- Data for processing:

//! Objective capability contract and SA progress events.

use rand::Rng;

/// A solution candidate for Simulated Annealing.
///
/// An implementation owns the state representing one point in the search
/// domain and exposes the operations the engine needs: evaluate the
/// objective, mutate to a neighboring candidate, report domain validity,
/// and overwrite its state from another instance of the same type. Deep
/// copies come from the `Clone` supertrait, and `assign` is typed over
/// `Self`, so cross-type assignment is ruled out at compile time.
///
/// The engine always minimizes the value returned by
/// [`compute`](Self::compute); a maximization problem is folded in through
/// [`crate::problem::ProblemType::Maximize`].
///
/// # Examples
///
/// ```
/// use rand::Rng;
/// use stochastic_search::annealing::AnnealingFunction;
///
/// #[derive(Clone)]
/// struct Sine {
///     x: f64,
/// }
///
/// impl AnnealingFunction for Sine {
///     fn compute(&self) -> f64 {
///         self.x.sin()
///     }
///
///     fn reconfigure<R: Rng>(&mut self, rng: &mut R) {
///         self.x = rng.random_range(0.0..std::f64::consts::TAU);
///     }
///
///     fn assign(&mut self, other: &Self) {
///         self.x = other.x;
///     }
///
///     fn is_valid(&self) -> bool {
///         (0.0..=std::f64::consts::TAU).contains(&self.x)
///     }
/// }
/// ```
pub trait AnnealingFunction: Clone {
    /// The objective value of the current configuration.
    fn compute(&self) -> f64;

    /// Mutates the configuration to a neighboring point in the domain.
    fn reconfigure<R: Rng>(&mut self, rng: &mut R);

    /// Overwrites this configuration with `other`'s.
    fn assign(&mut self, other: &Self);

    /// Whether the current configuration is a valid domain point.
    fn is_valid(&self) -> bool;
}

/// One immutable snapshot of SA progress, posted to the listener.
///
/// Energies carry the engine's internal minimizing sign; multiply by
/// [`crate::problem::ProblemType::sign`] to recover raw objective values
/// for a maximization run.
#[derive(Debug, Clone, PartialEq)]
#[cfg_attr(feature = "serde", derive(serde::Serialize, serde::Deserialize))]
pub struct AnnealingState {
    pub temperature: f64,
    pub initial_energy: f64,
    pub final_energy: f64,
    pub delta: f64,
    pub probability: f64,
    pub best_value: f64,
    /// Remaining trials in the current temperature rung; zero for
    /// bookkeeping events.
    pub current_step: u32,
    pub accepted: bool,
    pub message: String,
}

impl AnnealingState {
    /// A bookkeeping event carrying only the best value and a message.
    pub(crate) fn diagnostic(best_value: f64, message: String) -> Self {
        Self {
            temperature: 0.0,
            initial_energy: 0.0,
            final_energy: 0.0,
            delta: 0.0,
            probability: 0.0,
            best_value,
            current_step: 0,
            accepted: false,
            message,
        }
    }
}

- Problem details:
Among the entries, find each line that includes the string "progress" and copy it.

- Solution to the problem:
//! Objective capability contract and SA progress events.
/// One immutable snapshot of SA progress, posted to the listener.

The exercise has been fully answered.